## YOUR TASK
Give back nothing but the number of lines in these entries that contain the word "DuplicatePrediction".

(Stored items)
----
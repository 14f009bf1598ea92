//! Run persistence.
//!
//! A run is one complete batch pass by one model configuration: the joined
//! predictions as a `;`-delimited CSV plus a metadata JSON record, written
//! once into a model-named directory and never mutated afterwards. The two
//! artifacts are advisory benchmarking output, so no atomicity is
//! attempted.

use std::fs;
use std::path::{Path, PathBuf};

use chrono::Local;
use csv::{ReaderBuilder, WriterBuilder};
use serde::{Deserialize, Serialize};
use thiserror::Error;
use tracing::info;

use crate::api::{Prediction, Sentiment};
use crate::dataset::TestSet;

/// Metadata captured alongside a run's predictions.
#[derive(Debug, Clone, PartialEq, Serialize, Deserialize)]
pub struct RunMetadata {
    /// Model identifier; also names the run directory.
    pub model: String,
    /// Free-text note on adaptations applied for this pass.
    pub adaptations: String,
    /// Wall-clock inference duration in seconds.
    pub inference_time: f64,
    /// Free-text commentary.
    pub other_comments: String,
}

/// One joined row of `predictions.csv`.
#[derive(Debug, Clone, PartialEq, Serialize, Deserialize)]
pub struct RunRecord {
    pub review: String,
    #[serde(rename = "Target")]
    pub target: Sentiment,
    pub positive_score: f64,
    #[serde(rename = "Prediction")]
    pub prediction: Sentiment,
}

/// Retention policy for run directories.
///
/// The harness originally clobbered a model's directory on every rerun;
/// that stays available as `Overwrite` for always-compare-against-latest
/// workflows, but the default keeps every pass.
#[derive(Debug, Clone, Copy, Default, PartialEq, Eq, Serialize, Deserialize)]
#[serde(rename_all = "snake_case")]
pub enum RunRetention {
    /// One directory per model, overwritten on rerun.
    Overwrite,
    /// A fresh timestamped subdirectory per pass, never clobbering prior
    /// results.
    #[default]
    Timestamped,
}

/// Errors raised while persisting or re-reading a run.
#[derive(Debug, Error)]
pub enum RecorderError {
    #[error("no prediction recorded for review {index}")]
    MissingPrediction { index: usize },
    #[error("more than one prediction recorded for review {index}")]
    DuplicatePrediction { index: usize },
    #[error("run has no reviews to persist")]
    EmptyRun,
    #[error("failed to access {path}: {source}")]
    Io {
        path: PathBuf,
        #[source]
        source: std::io::Error,
    },
    #[error("failed to encode or decode {path}: {source}")]
    Csv {
        path: PathBuf,
        #[source]
        source: csv::Error,
    },
    #[error("failed to encode or decode metadata: {0}")]
    Json(#[from] serde_json::Error),
}

/// Writes runs beneath a root directory according to a retention policy.
#[derive(Debug, Clone)]
pub struct RunRecorder {
    root: PathBuf,
    retention: RunRetention,
}

impl RunRecorder {
    #[must_use]
    pub fn new(root: impl Into<PathBuf>, retention: RunRetention) -> Self {
        Self {
            root: root.into(),
            retention,
        }
    }

    /// Join ground truth with predictions on the review index and persist
    /// `predictions.csv` plus `metadata.json`. Returns the run directory.
    ///
    /// # Errors
    ///
    /// Returns an error if the test set is empty, any review lacks exactly
    /// one prediction, or either artifact cannot be written.
    pub fn persist(
        &self,
        test_set: &TestSet,
        predictions: &[Prediction],
        metadata: &RunMetadata,
    ) -> Result<PathBuf, RecorderError> {
        let records = join_records(test_set, predictions)?;
        let dir = self.run_dir(&metadata.model);
        fs::create_dir_all(&dir).map_err(|source| RecorderError::Io {
            path: dir.clone(),
            source,
        })?;

        let csv_path = dir.join("predictions.csv");
        write_records(&csv_path, &records)?;

        let metadata_path = dir.join("metadata.json");
        let json = serde_json::to_string_pretty(metadata)?;
        fs::write(&metadata_path, json).map_err(|source| RecorderError::Io {
            path: metadata_path,
            source,
        })?;

        info!(dir = %dir.display(), records = records.len(), "persisted run");
        Ok(dir)
    }

    fn run_dir(&self, model: &str) -> PathBuf {
        let base = self.root.join(model);
        match self.retention {
            RunRetention::Overwrite => base,
            RunRetention::Timestamped => {
                base.join(Local::now().format("%Y%m%d-%H%M%S").to_string())
            }
        }
    }
}

/// Left join on review index. Every review must carry exactly one
/// prediction; the join key and the duplicated raw text are dropped from
/// the persisted rows.
fn join_records(
    test_set: &TestSet,
    predictions: &[Prediction],
) -> Result<Vec<RunRecord>, RecorderError> {
    if test_set.is_empty() {
        return Err(RecorderError::EmptyRun);
    }
    let mut by_index = std::collections::BTreeMap::new();
    for prediction in predictions {
        if by_index.insert(prediction.review_index, prediction).is_some() {
            return Err(RecorderError::DuplicatePrediction {
                index: prediction.review_index,
            });
        }
    }
    test_set
        .reviews()
        .iter()
        .map(|review| {
            let prediction =
                by_index
                    .get(&review.index)
                    .ok_or(RecorderError::MissingPrediction {
                        index: review.index,
                    })?;
            Ok(RunRecord {
                review: review.review.clone(),
                target: review.target,
                positive_score: prediction.positive_score,
                prediction: prediction.label,
            })
        })
        .collect()
}

fn write_records(path: &Path, records: &[RunRecord]) -> Result<(), RecorderError> {
    let mut writer = WriterBuilder::new()
        .delimiter(b';')
        .from_path(path)
        .map_err(|source| RecorderError::Csv {
            path: path.to_owned(),
            source,
        })?;
    for record in records {
        writer.serialize(record).map_err(|source| RecorderError::Csv {
            path: path.to_owned(),
            source,
        })?;
    }
    writer.flush().map_err(|source| RecorderError::Io {
        path: path.to_owned(),
        source,
    })?;
    Ok(())
}

/// Re-read a persisted run directory.
///
/// # Errors
///
/// Returns an error if either artifact is missing or malformed, including
/// a metadata record with missing fields.
pub fn load_run(dir: &Path) -> Result<(Vec<RunRecord>, RunMetadata), RecorderError> {
    let csv_path = dir.join("predictions.csv");
    let mut reader = ReaderBuilder::new()
        .delimiter(b';')
        .from_path(&csv_path)
        .map_err(|source| RecorderError::Csv {
            path: csv_path.clone(),
            source,
        })?;
    let mut records = Vec::new();
    for row in reader.deserialize::<RunRecord>() {
        records.push(row.map_err(|source| RecorderError::Csv {
            path: csv_path.clone(),
            source,
        })?);
    }

    let metadata_path = dir.join("metadata.json");
    let raw = fs::read_to_string(&metadata_path).map_err(|source| RecorderError::Io {
        path: metadata_path,
        source,
    })?;
    let metadata = serde_json::from_str(&raw)?;
    Ok((records, metadata))
}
----
## YOUR RESPONSE
2